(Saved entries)

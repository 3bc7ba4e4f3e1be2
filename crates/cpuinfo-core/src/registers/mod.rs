//! Static register descriptor tables for the ARMv6/v7 PMSA and VMSA
//! register layouts.
//!
//! Pure configuration data consumed by the decode engine: the field tables
//! reproduce the architectural bit layouts, and [`RegisterSet`] selects
//! which word list a dump follows. One set is active per run, chosen by
//! the caller (or detected from the dump length by
//! [`crate::dump::detect_register_set`]).

use core::fmt;

use crate::bitfield::RegisterDescriptor;

#[cfg(feature = "serde")]
use serde::{Deserialize, Serialize};

mod common;
mod pmsa;
mod vmsa;

pub use pmsa::PMSA_REGISTERS;
pub use vmsa::VMSA_REGISTERS;

/// Architecture variant selecting which register layout a dump follows.
#[derive(Debug, Clone, Copy, PartialEq, Eq, Hash)]
#[cfg_attr(feature = "serde", derive(Serialize, Deserialize))]
pub enum RegisterSet {
    /// Virtual Memory System Architecture (MMU cores, e.g. Cortex-A).
    Vmsa,
    /// Protected Memory System Architecture (MPU cores, e.g. Cortex-R).
    Pmsa,
}

impl RegisterSet {
    /// Ordered register descriptors of this layout.
    #[must_use]
    pub const fn descriptors(self) -> &'static [RegisterDescriptor] {
        match self {
            Self::Vmsa => VMSA_REGISTERS,
            Self::Pmsa => PMSA_REGISTERS,
        }
    }

    /// Number of 32-bit words in a dump of this layout.
    #[must_use]
    pub const fn word_count(self) -> usize {
        self.descriptors().len()
    }

    /// Expected dump size in bytes.
    #[must_use]
    pub const fn dump_len(self) -> usize {
        self.word_count() * 4
    }

    /// Display name used in diagnostics.
    #[must_use]
    pub const fn name(self) -> &'static str {
        match self {
            Self::Vmsa => "VMSA",
            Self::Pmsa => "PMSA",
        }
    }
}

impl fmt::Display for RegisterSet {
    fn fmt(&self, f: &mut fmt::Formatter<'_>) -> fmt::Result {
        f.write_str(self.name())
    }
}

What needs to be done
Look above for the line containing "pub const fn word_count(self)", then please write out that line and each one after it through the end, exactly, with nothing else.

Solution to this task
    pub const fn word_count(self) -> usize {
        self.descriptors().len()
    }

    /// Expected dump size in bytes.
    #[must_use]
    pub const fn dump_len(self) -> usize {
        self.word_count() * 4
    }

    /// Display name used in diagnostics.
    #[must_use]
    pub const fn name(self) -> &'static str {
        match self {
            Self::Vmsa => "VMSA",
            Self::Pmsa => "PMSA",
        }
    }
}

impl fmt::Display for RegisterSet {
    fn fmt(&self, f: &mut fmt::Formatter<'_>) -> fmt::Result {
        f.write_str(self.name())
    }
}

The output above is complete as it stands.